§ **Exercise description**
Would you copy all lines in the data that contain the word "DarkGray"?

§ **Records excerpted from a collection**
□ □ □ □

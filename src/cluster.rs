//! Meshlet clustering of a single triangle list, backed by `meshoptimizer`.

use {
    super::meshlet::Meshlet,
    glam::Vec3,
    log::{trace, warn},
    meshopt::{VertexDataAdapter, typed_to_bytes},
    std::io::{Error, ErrorKind},
};

/// Bytes per position: three `f32` components.
const POSITION_STRIDE: usize = 12;

/// Meshlets built from one triangle list.
///
/// Offsets are relative to the start of `vertices` and `triangles` of this value.
#[derive(Clone, Debug, Default, PartialEq)]
pub struct Meshlets {
    pub meshlets: Vec<Meshlet>,
    pub vertices: Vec<u32>,
    pub triangles: Vec<u8>,
}

impl Meshlets {
    pub fn is_empty(&self) -> bool {
        self.meshlets.is_empty()
    }

    pub fn len(&self) -> usize {
        self.meshlets.len()
    }
}

/// Bounding box and normal cone of a meshlet.
#[derive(Clone, Copy, Debug, Default, PartialEq)]
pub struct Bounds {
    pub min: [f32; 3],
    pub max: [f32; 3],
    pub cone_apex: [f32; 3],
    pub cone_axis: [f32; 3],
    pub cone_cutoff: f32,
}

/// Returns the largest number of meshlets `build_meshlets` may produce for `index_count` indices.
pub fn build_meshlets_bound(
    index_count: usize,
    max_vertices: usize,
    max_triangles: usize,
) -> usize {
    debug_assert_eq!(index_count % 3, 0);
    debug_assert!(max_vertices >= 3);
    debug_assert!(max_triangles >= 1);

    // A meshlet may be closed when two more vertices would not fit
    let max_vertices_conservative = max_vertices - 2;
    let by_vertices = index_count.div_ceil(max_vertices_conservative);
    let by_triangles = (index_count / 3).div_ceil(max_triangles);

    by_vertices.max(by_triangles)
}

/// Splits a triangle list into meshlets of at most `max_vertices` vertices and `max_triangles`
/// triangles.
///
/// `cone_weight` between 0 and 1 trades spatial locality for tighter normal cones. Indices must
/// be in range of `positions`, `max_vertices` must be within `3..=255` and `max_triangles` must
/// be a multiple of four no larger than 512.
pub fn build_meshlets(
    indices: &[u32],
    positions: &[[f32; 3]],
    max_vertices: usize,
    max_triangles: usize,
    cone_weight: f32,
) -> Result<Meshlets, Error> {
    if indices.len() < 3 {
        return Ok(Meshlets::default());
    }

    let adapter = vertex_adapter(positions)?;
    let meshopt::Meshlets {
        meshlets: raw,
        mut vertices,
        mut triangles,
    } = meshopt::build_meshlets(indices, &adapter, max_vertices, max_triangles, cone_weight);

    // Scratch space is sized by the bound; keep only what the last meshlet reaches
    if let Some(last) = raw.last() {
        vertices.truncate((last.vertex_offset + last.vertex_count) as usize);
        triangles.truncate(
            last.triangle_offset as usize + ((last.triangle_count as usize * 3 + 3) & !3),
        );
    } else {
        vertices.clear();
        triangles.clear();
    }

    let mut meshlets = Vec::with_capacity(raw.len());
    for meshlet in &raw {
        let mut res = Meshlet {
            vertex_offset: meshlet.vertex_offset,
            triangle_offset: meshlet.triangle_offset,
            vertex_count: meshlet.vertex_count,
            triangle_count: meshlet.triangle_count,
            ..Default::default()
        };

        let bounds = meshlet_bounds(
            &vertices[res.vertex_range()],
            &triangles[res.triangle_range()],
            positions,
            &adapter,
        );

        res.min = bounds.min;
        res.max = bounds.max;
        res.cone_apex = bounds.cone_apex;
        res.cone_axis = bounds.cone_axis;
        res.cone_cutoff = bounds.cone_cutoff;

        meshlets.push(res);
    }

    trace!(
        "Clustered {} triangle{} into {} meshlet{}",
        indices.len() / 3,
        if indices.len() / 3 == 1 { "" } else { "s" },
        meshlets.len(),
        if meshlets.len() == 1 { "" } else { "s" }
    );

    Ok(Meshlets {
        meshlets,
        vertices,
        triangles,
    })
}

/// Computes the bounding box and normal cone of the triangles of one meshlet.
///
/// `vertices` are global vertex indices and `triangles` are local indices into `vertices`.
pub fn compute_meshlet_bounds(
    vertices: &[u32],
    triangles: &[u8],
    positions: &[[f32; 3]],
) -> Result<Bounds, Error> {
    if triangles.len() < 3 {
        return Ok(Bounds::default());
    }

    let adapter = vertex_adapter(positions)?;

    Ok(meshlet_bounds(vertices, triangles, positions, &adapter))
}

fn meshlet_bounds(
    vertices: &[u32],
    triangles: &[u8],
    positions: &[[f32; 3]],
    adapter: &VertexDataAdapter<'_>,
) -> Bounds {
    let (min, max) = triangles
        .iter()
        .map(|&local| Vec3::from(positions[vertices[local as usize] as usize]))
        .fold(
            (Vec3::splat(f32::MAX), Vec3::splat(f32::MIN)),
            |(min, max), position| (min.min(position), max.max(position)),
        );

    let cone = meshopt::compute_meshlet_bounds(meshopt::Meshlet { vertices, triangles }, adapter);

    Bounds {
        min: min.into(),
        max: max.into(),
        cone_apex: cone.cone_apex,
        cone_axis: cone.cone_axis,
        cone_cutoff: cone.cone_cutoff,
    }
}

fn vertex_adapter(positions: &[[f32; 3]]) -> Result<VertexDataAdapter<'_>, Error> {
    VertexDataAdapter::new(typed_to_bytes(positions), POSITION_STRIDE, 0).map_err(|err| {
        warn!("Unable to read {} positions: {err:?}", positions.len());

        Error::new(ErrorKind::InvalidInput, format!("{err:?}"))
    })
}
use {
    jmesh::{
        Flags, Header, MESHLET_RECORD_SIZE, Mesh, MeshCache, MeshData, MeshId, Meshlet,
        build_meshlets,
    },
    lazy_static::lazy_static,
    std::{
        ffi::OsString,
        fs::{read, read_dir, remove_dir_all, write},
        io::{Error, ErrorKind},
        path::PathBuf,
        thread,
    },
};

lazy_static! {
    static ref CARGO_TARGET_TMPDIR: PathBuf = PathBuf::from(env!("CARGO_TARGET_TMPDIR"));
}

fn init_logger() {
    pretty_env_logger::try_init().ok();
}

/// A fresh cache rooted in its own scratch directory.
fn scratch_cache(name: &str) -> MeshCache {
    let root = CARGO_TARGET_TMPDIR.join("cache").join(name);
    remove_dir_all(&root).ok();

    MeshCache::new(root)
}

/// Three meshlets using ten meshlet vertices and six triangles.
fn three_meshlets() -> MeshData {
    let meshlet = |vertex_offset, vertex_count, triangle_offset| Meshlet {
        vertex_offset,
        triangle_offset,
        vertex_count,
        triangle_count: 2,
        min: [0.0, 0.0, 0.0],
        max: [1.0, 1.0, 0.0],
        cone_apex: [0.5, 0.5, -1.0],
        cone_axis: [0.0, 0.0, 1.0],
        cone_cutoff: 0.25,
    };

    MeshData {
        meshlets: vec![meshlet(0, 4, 0), meshlet(4, 3, 6), meshlet(7, 3, 12)],
        vertices: (0..6).map(|idx| [idx as f32, 1.0, 2.0]).collect(),
        normals: vec![[0.0, 0.0, 1.0]; 6],
        tangents: vec![[1.0, 0.0, 0.0, -1.0]; 6],
        meshlet_triangles: vec![
            0, 1, 2, 0, 2, 3, // first
            0, 1, 2, 2, 1, 0, // second
            1, 2, 0, 0, 2, 1, // third
        ],
        meshlet_vertices: vec![0, 1, 2, 3, 1, 4, 5, 2, 3, 5],
    }
}

/// Splits a payload into its six length-prefixed blocks.
fn blocks(mut buf: &[u8]) -> Vec<&[u8]> {
    let mut res = vec![];
    while buf.len() >= 4 {
        let len = i32::from_le_bytes([buf[0], buf[1], buf[2], buf[3]]) as usize;
        res.push(&buf[4..4 + len]);
        buf = &buf[4 + len..];
    }

    assert!(buf.is_empty());

    res
}

#[test]
fn save_load_42() -> Result<(), Error> {
    init_logger();

    let cache = scratch_cache("save_load_42");
    let data = three_meshlets();

    cache.save(&data, 42)?;

    let path = cache.path(42);

    assert_eq!(path.file_name().unwrap(), "42.jmesh");
    assert_eq!(cache.load(42)?, data);

    let buf = read(&path)?;
    let header = Header::decode(&buf)?.unwrap();

    assert_eq!(header.version, Header::VERSION);
    assert_eq!(header.flags, Flags::HAS_NORMALS | Flags::HAS_TANGENTS);

    let blocks = blocks(&buf[Header::SIZE..]);

    assert_eq!(blocks.len(), 6);
    assert_eq!(blocks[0].len(), MESHLET_RECORD_SIZE * 3);
    assert_eq!(blocks[1].len(), 12 * 6);
    assert_eq!(blocks[2].len(), 12 * 6);
    assert_eq!(blocks[3].len(), 16 * 6);
    assert_eq!(blocks[4].len(), 4 * 18);
    assert_eq!(blocks[5].len(), 4 * 10);

    // First record: offsets and counts, then min
    assert_eq!(
        blocks[0][..16],
        [0u8, 0, 0, 0, 0, 0, 0, 0, 4, 0, 0, 0, 2, 0, 0, 0]
    );
    assert_eq!(blocks[0][16..20], 0f32.to_le_bytes());
    assert_eq!(blocks[0][64..68], 0.25f32.to_le_bytes());

    Ok(())
}

#[test]
fn save_load_42_legacy() -> Result<(), Error> {
    init_logger();

    let cache = scratch_cache("save_load_42_legacy").with_legacy_format(true);
    let data = three_meshlets();

    cache.save(&data, 42)?;

    let buf = read(cache.path(42))?;

    assert!(Header::decode(&buf)?.is_none());

    let blocks = blocks(&buf);

    assert_eq!(blocks.len(), 6);
    assert_eq!(blocks[0].len(), MESHLET_RECORD_SIZE * 3);
    assert_eq!(blocks[4].len(), 4 * 18);
    assert_eq!(blocks[5].len(), 4 * 10);

    // Either reader accepts legacy files
    assert_eq!(cache.load(42)?, data);
    assert_eq!(MeshCache::new(cache.root()).load(42)?, data);

    Ok(())
}

#[test]
fn save_load_packed() -> Result<(), Error> {
    init_logger();

    let cache = scratch_cache("save_load_packed").with_packed_triangles(true);
    let data = three_meshlets();

    cache.save(&data, 7)?;

    let buf = read(cache.path(7))?;
    let header = Header::decode(&buf)?.unwrap();

    assert!(header.flags.contains(Flags::PACKED_TRIANGLES));
    assert_eq!(blocks(&buf[Header::SIZE..])[4].len(), 18);
    assert_eq!(cache.load(7)?, data);

    Ok(())
}

#[test]
fn overwrite() -> Result<(), Error> {
    init_logger();

    let cache = scratch_cache("overwrite");
    let first = three_meshlets();
    let mut second = three_meshlets();
    second.meshlets.pop();

    cache.save(&first, 1)?;
    cache.save(&second, 1)?;

    assert_eq!(cache.load(1)?, second);
    assert_eq!(cache.ids()?.len(), 1);

    Ok(())
}

#[test]
fn concurrent_saves() -> Result<(), Error> {
    init_logger();

    let cache = scratch_cache("concurrent_saves");
    let data = three_meshlets();

    // Every thread writes the same id at once
    let results = thread::scope(|scope| {
        let handles = (0..8)
            .map(|_| {
                scope.spawn(|| {
                    (0..16)
                        .map(|_| cache.save(&data, 42))
                        .collect::<Result<Vec<_>, _>>()
                })
            })
            .collect::<Vec<_>>();

        handles
            .into_iter()
            .map(|handle| handle.join().unwrap())
            .collect::<Vec<_>>()
    });

    for res in results {
        res?;
    }

    assert_eq!(cache.load(42)?, data);
    assert_eq!(cache.ids()?, vec![MeshId(42)]);

    // No temp files are left behind
    let names = read_dir(cache.root())?
        .map(|entry| entry.map(|entry| entry.file_name()))
        .collect::<Result<Vec<_>, _>>()?;

    assert_eq!(names, vec![OsString::from("42.jmesh")]);

    Ok(())
}

#[test]
fn built_mesh() -> Result<(), Error> {
    init_logger();

    let mut positions = vec![];
    let mut indices = vec![];
    for idx in 0..200u32 {
        let angle = idx as f32 * 0.1;
        positions.push([angle.cos(), angle.sin(), idx as f32 * 0.01]);
        if idx >= 2 {
            indices.extend_from_slice(&[idx - 2, idx - 1, idx]);
        }
    }

    let mesh = Mesh::new("spiral", positions).with_submesh(indices);
    let data = build_meshlets(&mesh).map_err(Error::from)?;
    let cache = scratch_cache("built_mesh");

    cache.save(&data, -3)?;

    assert_eq!(cache.load(-3)?, data);

    Ok(())
}

#[test]
fn corrupt() -> Result<(), Error> {
    init_logger();

    let cache = scratch_cache("corrupt");
    cache.save(&three_meshlets(), 5)?;

    let path = cache.path(5);
    let mut buf = read(&path)?;
    let last = buf.len() - 1;
    buf[last] ^= 0xff;
    write(&path, &buf)?;

    assert_eq!(cache.load(5).unwrap_err().kind(), ErrorKind::InvalidData);
    assert!(cache.load_or_empty(5).is_empty());

    buf.truncate(buf.len() / 2);
    write(&path, &buf)?;

    assert!(cache.load(5).is_err());

    Ok(())
}

#[test]
fn empty_mesh_data() -> Result<(), Error> {
    init_logger();

    let cache = scratch_cache("empty_mesh_data");
    let data = MeshData::default();

    cache.save(&data, 0)?;

    assert_eq!(cache.load(0)?, data);

    Ok(())
}
use {
    crate::{Mesh, Vec3, Vec4},
    anyhow::{Context, anyhow},
    gltf::{
        Buffer, import,
        mesh::{Mode, Reader, util::ReadIndices},
    },
    log::{trace, warn},
    meshopt::unstripify,
    std::path::Path,
};

struct PrimitiveData {
    indices: Vec<u32>,
    normals: Option<Vec<Vec3>>,
    positions: Vec<Vec3>,
    tangents: Option<Vec<Vec4>>,
}

fn convert_triangle_fan_to_list(indices: &mut Vec<u32>) {
    if indices.len() < 3 {
        indices.clear();
        return;
    }

    let fan = std::mem::take(indices);
    indices.reserve_exact((fan.len() - 2) * 3);
    for edge in fan[1..].windows(2) {
        indices.extend_from_slice(&[fan[0], edge[0], edge[1]]);
    }
}

fn convert_triangle_strip_to_list(
    indices: &mut Vec<u32>,
    restart_index: u32,
) -> anyhow::Result<()> {
    *indices = unstripify(indices, restart_index)
        .map_err(|err| anyhow!("Unable to unstripify index buffer: {err:?}"))?;

    Ok(())
}

fn read_primitive<'a, 's, F>(data: Reader<'a, 's, F>) -> Option<(u32, PrimitiveData)>
where
    F: Clone + Fn(Buffer<'a>) -> Option<&'s [u8]>,
{
    let positions = data
        .read_positions()
        .map(|positions| positions.collect::<Vec<_>>())?;

    let (restart_index, indices) = data
        .read_indices()
        .map(|indices| {
            (
                match indices {
                    ReadIndices::U8(_) => u8::MAX as u32,
                    ReadIndices::U16(_) => u16::MAX as u32,
                    ReadIndices::U32(_) => u32::MAX,
                },
                indices.into_u32().collect::<Vec<_>>(),
            )
        })
        .unwrap_or_else(|| (u32::MAX, (0..positions.len() as u32).collect()));

    let normals = data
        .read_normals()
        .map(|normals| normals.collect::<Vec<_>>())
        .filter(|normals| normals.len() == positions.len());
    let tangents = data
        .read_tangents()
        .map(|tangents| tangents.collect::<Vec<_>>())
        .filter(|tangents| tangents.len() == positions.len());

    Some((
        restart_index,
        PrimitiveData {
            indices,
            normals,
            positions,
            tangents,
        },
    ))
}

/// Reads every node with a triangle mesh from a `.gltf` or `.glb` file.
///
/// The primitives of each node are concatenated into one [`Mesh`] with one submesh per primitive.
/// Normals and tangents are kept only when every primitive provides them.
pub(super) fn read_meshes(path: &Path) -> anyhow::Result<Vec<Mesh>> {
    let (doc, bufs, _) =
        import(path).with_context(|| format!("Importing model {}", path.display()))?;

    let mut res = vec![];
    for node in doc.nodes() {
        let Some(gltf_mesh) = node.mesh() else {
            continue;
        };

        let name = node
            .name()
            .or(gltf_mesh.name())
            .map(|name| name.to_owned())
            .unwrap_or_else(|| format!("mesh{}", gltf_mesh.index()));

        trace!("Reading mesh \"{name}\"");

        let mut positions = vec![];
        let mut submeshes = vec![];
        let mut normals = Some(vec![]);
        let mut tangents = Some(vec![]);

        for primitive in gltf_mesh.primitives() {
            let mode = primitive.mode();
            if !matches!(
                mode,
                Mode::TriangleFan | Mode::TriangleStrip | Mode::Triangles
            ) {
                trace!("Skipping {mode:?} primitive of \"{name}\"");
                continue;
            }

            let Some((restart_index, mut data)) = read_primitive(
                primitive.reader(|buf| bufs.get(buf.index()).map(|data| data.0.as_slice())),
            ) else {
                warn!("Missing positions in \"{name}\"");
                continue;
            };

            match mode {
                Mode::TriangleFan => convert_triangle_fan_to_list(&mut data.indices),
                Mode::TriangleStrip => {
                    if let Err(err) =
                        convert_triangle_strip_to_list(&mut data.indices, restart_index)
                    {
                        warn!("Skipping strip of \"{name}\": {err}");
                        continue;
                    }
                }
                _ => (),
            }

            // Indices are relative to the primitive; rebase onto the concatenated vertices
            let base = positions.len() as u32;
            submeshes.push(
                data.indices
                    .iter()
                    .map(|&idx| idx + base)
                    .collect::<Vec<_>>(),
            );

            normals = normals.zip(data.normals).map(|(mut all, some)| {
                all.extend(some);
                all
            });
            tangents = tangents.zip(data.tangents).map(|(mut all, some)| {
                all.extend(some);
                all
            });
            positions.extend(data.positions);
        }

        if submeshes.is_empty() {
            trace!("No triangles in \"{name}\"");
            continue;
        }

        if normals.is_none() {
            warn!("Missing normals in \"{name}\"");
        }

        let mut mesh = Mesh::new(name, positions)
            .with_normals(normals.unwrap_or_default())
            .with_tangents(tangents.unwrap_or_default());
        for indices in submeshes {
            mesh.push_submesh(indices);
        }

        res.push(mesh);
    }

    trace!(
        "Document contains {} mesh{}",
        res.len(),
        if res.len() == 1 { "" } else { "es" }
    );

    Ok(res)
}
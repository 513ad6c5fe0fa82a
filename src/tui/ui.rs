use ratatui::{prelude::*, widgets::*};

use crate::tui::app::{App, LinkStatus};

pub fn render_ui(f: &mut Frame, app: &App) {
    let area = f.area();
    let main_chunks = ratatui::layout::Layout::default()
        .direction(ratatui::layout::Direction::Vertical)
        .margin(1)
        .constraints([
            ratatui::layout::Constraint::Length(1), // title
            ratatui::layout::Constraint::Length(3), // tab row
            ratatui::layout::Constraint::Min(0),    // flow content
            ratatui::layout::Constraint::Length(3), // bottom help + status
        ])
        .split(area);

    // Title bar (centered, bold, deep green)
    let title = Paragraph::new(format!("flowdeck v{}", env!("CARGO_PKG_VERSION")))
        .alignment(Alignment::Center)
        .style(
            Style::default()
                .fg(Color::Rgb(0, 150, 0))
                .add_modifier(Modifier::BOLD),
        )
        .block(Block::default().borders(Borders::NONE));
    f.render_widget(title, main_chunks[0]);

    render_tab_row(f, main_chunks[1], app);
    render_content(f, main_chunks[2], app);
    render_bottom(f, main_chunks[3], app);

    if app.dialog.is_some() {
        render_dialog(f, area, app);
    }
}

/// One tab per live flow in board order, plus the trailing `[+]` pseudo-tab
/// that opens the creation dialog.
fn render_tab_row(f: &mut Frame, area: Rect, app: &App) {
    let titles: Vec<Line> = app
        .board
        .flows()
        .iter()
        .map(|flow| Line::from(flow.name.clone()))
        .chain(std::iter::once(Line::from("[+]")))
        .collect();

    let tabs = Tabs::new(titles)
        .select(app.selected_index())
        .block(
            Block::default()
                .title(" Flows")
                .borders(Borders::ALL)
                .border_type(BorderType::Plain),
        )
        .highlight_style(
            Style::default()
                .bg(Color::Rgb(0, 100, 0))
                .fg(Color::White)
                .add_modifier(Modifier::BOLD),
        );
    f.render_widget(tabs, area);
}

fn render_content(f: &mut Frame, area: Rect, app: &App) {
    let block = Block::default()
        .borders(Borders::ALL)
        .border_type(BorderType::Plain);

    let content = if app.on_new_flow_tab() {
        Paragraph::new("Press Enter to create a new flow").block(block)
    } else if let Some(flow) = app.selected_flow() {
        // Placeholder pane; each flow's body is just its label for now.
        Paragraph::new(format!("Flow {}", flow.name)).block(block)
    } else {
        Paragraph::new("No flows yet").block(block)
    };
    f.render_widget(content, area);
}

fn render_bottom(f: &mut Frame, area: Rect, app: &App) {
    let bottom = ratatui::layout::Layout::default()
        .direction(ratatui::layout::Direction::Vertical)
        .constraints([
            ratatui::layout::Constraint::Length(1),
            ratatui::layout::Constraint::Length(1),
        ])
        .split(area);

    // Errors replace the help line until cleared with Esc.
    if let Some(err) = &app.error {
        let error = Paragraph::new(err.clone())
            .alignment(Alignment::Center)
            .style(Style::default().fg(Color::Red).add_modifier(Modifier::BOLD));
        f.render_widget(error, bottom[0]);
    } else {
        let help = Paragraph::new("←/→ select tab   Enter activate   d delete   q quit")
            .alignment(Alignment::Center)
            .style(Style::default().fg(Color::DarkGray));
        f.render_widget(help, bottom[0]);
    }

    let link_text = match app.link {
        LinkStatus::Connecting => "Connecting...",
        LinkStatus::Connected => "Connected",
        LinkStatus::Reconnecting => "Reconnecting...",
        LinkStatus::Exhausted => "Disconnected (press 'r' to retry)",
    };
    let last = app
        .last_event
        .map(|t| format!("last update {}", t.format("%H:%M:%S")))
        .unwrap_or_else(|| "no updates yet".to_string());
    let status = Paragraph::new(format!("{link_text}    {last}"))
        .alignment(Alignment::Center)
        .style(
            Style::default()
                .fg(Color::Rgb(0, 150, 0))
                .add_modifier(Modifier::BOLD),
        );
    f.render_widget(status, bottom[1]);
}

/// Modal overlay collecting the new flow's name.
fn render_dialog(f: &mut Frame, area: Rect, app: &App) {
    let Some(dialog) = &app.dialog else {
        return;
    };

    let popup = centered_rect(50, 5, area);
    f.render_widget(Clear, popup);

    let block = Block::default()
        .title(" New Flow")
        .borders(Borders::ALL)
        .border_type(BorderType::Plain)
        .style(
            Style::default()
                .fg(Color::Rgb(0, 150, 0))
                .add_modifier(Modifier::BOLD),
        );

    let text = vec![
        Line::from("Name (letters, digits, _ and space):"),
        Line::from(format!("{}_", dialog.input)),
        Line::from(Span::styled(
            "Enter create    Esc cancel",
            Style::default().fg(Color::DarkGray),
        )),
    ];
    let body = Paragraph::new(text).block(block);
    f.render_widget(body, popup);
}

fn centered_rect(percent_x: u16, height: u16, area: Rect) -> Rect {
    let width = (area.width as u32 * percent_x as u32 / 100) as u16;
    let x = area.x + (area.width.saturating_sub(width)) / 2;
    let y = area.y + (area.height.saturating_sub(height)) / 2;
    Rect {
        x,
        y,
        width,
        height: height.min(area.height),
    }
}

□ □ □ □

§ **Result of the task**
            .style(Style::default().fg(Color::DarkGray));
            Style::default().fg(Color::DarkGray),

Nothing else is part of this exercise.